There is an iterator class in charge of navigating such container. This iterator class (MyIterator
) takes a const-reference to a vector of Stuff
in its constructor, which it needs to iterate over the right elements in the container. The code may look like this:
class MyIterator
{
public:
MyIterator(
const Container& container, // Container to be navigated
const std::vector<Stuff>& vec) // Parameter which controls the behaviour of the iteration
: container(container)
, stuffVector(vec)
{}
...
private:
const Container& container;
const std::vector<Stuff>& stuffVector;
};
The problem
I'm curious about the binding of rvalues to const references, and how the lifetime extensions work.
While vec
can be bound to a temporary rvalue, that will cause stuffVector
to be a dangling reference once the rvalue's lifetime is over.

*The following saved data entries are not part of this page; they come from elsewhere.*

//! In-memory implementation of CrawlStore for testing

use std::collections::HashMap;

use async_trait::async_trait;
use parking_lot::RwLock;

use super::{CrawlStore, CrawlStoreError};
use crate::records::{CommitRecord, RepoRecord};

/// In-memory implementation of [`CrawlStore`]
///
/// This is primarily for testing. Upserts replace by key exactly like the
/// PostgreSQL implementation.
#[derive(Default)]
pub struct InMemoryCrawlStore {
    repos: RwLock<HashMap<i64, RepoRecord>>,
    commits: RwLock<HashMap<String, CommitRecord>>,
}

impl InMemoryCrawlStore {
    pub fn new() -> Self {
        Self::default()
    }

    pub fn repo(&self, id: i64) -> Option<RepoRecord> {
        self.repos.read().get(&id).cloned()
    }

    pub fn commit(&self, sha: &str) -> Option<CommitRecord> {
        self.commits.read().get(sha).cloned()
    }

    pub fn repo_count(&self) -> usize {
        self.repos.read().len()
    }

    pub fn commit_count(&self) -> usize {
        self.commits.read().len()
    }
}

#[async_trait]
impl CrawlStore for InMemoryCrawlStore {
    async fn upsert_repo(&self, record: &RepoRecord) -> Result<(), CrawlStoreError> {
        self.repos.write().insert(record.id, record.clone());
        Ok(())
    }

    async fn upsert_commit(&self, record: &CommitRecord) -> Result<(), CrawlStoreError> {
        self.commits
            .write()
            .insert(record.sha.clone(), record.clone());
        Ok(())
    }
}
// Telemetry Module
//
// Console logging for the crawler through tracing-subscriber:
// - Log filter from RUST_LOG or LOG_LEVEL
// - Optional target and thread annotations

use tracing_subscriber::{layer::SubscriberExt, util::SubscriberInitExt, EnvFilter, Layer};

/// Default filter when neither RUST_LOG nor LOG_LEVEL is set
pub const DEFAULT_LOG_FILTER: &str = "repocrawl_worker=info,repocrawl_durable=info";

// ============================================================================
// Telemetry Configuration
// ============================================================================

/// Configuration for logging
#[derive(Debug, Clone)]
pub struct TelemetryConfig {
    /// Service name attached to the startup log line
    pub service_name: String,
    /// Log filter (e.g., "info", "debug", "repocrawl_worker=debug")
    pub log_filter: Option<String>,
    /// Whether to print the event target
    pub with_target: bool,
}

impl Default for TelemetryConfig {
    fn default() -> Self {
        Self {
            service_name: "repocrawl-worker".to_string(),
            log_filter: None,
            with_target: true,
        }
    }
}

impl TelemetryConfig {
    /// Create configuration from environment variables
    ///
    /// Environment variables:
    /// - `SERVICE_NAME`: Service name (default: "repocrawl-worker")
    /// - `RUST_LOG`: Full filter directive
    /// - `LOG_LEVEL`: Level for the crawler crates, used when RUST_LOG is unset
    pub fn from_env() -> Self {
        Self::from_lookup(|key| std::env::var(key).ok())
    }

    fn from_lookup(lookup: impl Fn(&str) -> Option<String>) -> Self {
        let log_filter = lookup("RUST_LOG").or_else(|| {
            lookup("LOG_LEVEL")
                .map(|level| format!("repocrawl_worker={level},repocrawl_durable={level}"))
        });

        Self {
            service_name: lookup("SERVICE_NAME").unwrap_or_else(|| "repocrawl-worker".to_string()),
            log_filter,
            with_target: true,
        }
    }

    /// Filter directive that will be installed
    pub fn filter_directive(&self) -> &str {
        self.log_filter.as_deref().unwrap_or(DEFAULT_LOG_FILTER)
    }
}

// ============================================================================
// Initialization
// ============================================================================

/// Install the global subscriber
///
/// An invalid filter falls back to [`DEFAULT_LOG_FILTER`]. Calling this twice
/// is harmless; the second call leaves the first subscriber in place.
pub fn init_telemetry(config: TelemetryConfig) {
    let filter = EnvFilter::try_new(config.filter_directive())
        .unwrap_or_else(|_| EnvFilter::new(DEFAULT_LOG_FILTER));

    let console_layer = tracing_subscriber::fmt::layer()
        .with_target(config.with_target)
        .with_filter(filter);

    if tracing_subscriber::registry()
        .with(console_layer)
        .try_init()
        .is_ok()
    {
        tracing::debug!(service = %config.service_name, "telemetry initialized");
    }
}

#[cfg(test)]
mod tests {
    use super::*;
    use std::collections::HashMap;

    fn lookup(vars: &[(&str, &str)]) -> impl Fn(&str) -> Option<String> {
        let vars: HashMap<String, String> = vars
            .iter()
            .map(|(k, v)| (k.to_string(), v.to_string()))
            .collect();
        move |key| vars.get(key).cloned()
    }

    #[test]
    fn test_rust_log_wins_over_log_level() {
        let config = TelemetryConfig::from_lookup(lookup(&[
            ("RUST_LOG", "warn"),
            ("LOG_LEVEL", "debug"),
        ]));
        assert_eq!(config.filter_directive(), "warn");
    }

    #[test]
    fn test_log_level_scopes_to_crawler_crates() {
        let config = TelemetryConfig::from_lookup(lookup(&[("LOG_LEVEL", "debug")]));
        assert_eq!(
            config.filter_directive(),
            "repocrawl_worker=debug,repocrawl_durable=debug"
        );
    }

    #[test]
    fn test_default_filter() {
        let config = TelemetryConfig::from_lookup(lookup(&[]));
        assert_eq!(config.filter_directive(), DEFAULT_LOG_FILTER);
        assert_eq!(config.service_name, "repocrawl-worker");
    }
}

So code like this, aimed to create an iterator for object myContainer
is wrong:
MyIterator it = {myContainer, {stuff1, stuff2, stuff3}};
// Here it.stuffVector is a dangling reference!
Reading up on lifetime extension of temporary objects in cppreference I found:
Whenever a reference is bound to a temporary object or to a subobject thereof, the lifetime of the temporary object is extended to match the lifetime of the reference (...) There are following exceptions to this lifetime rule: (...)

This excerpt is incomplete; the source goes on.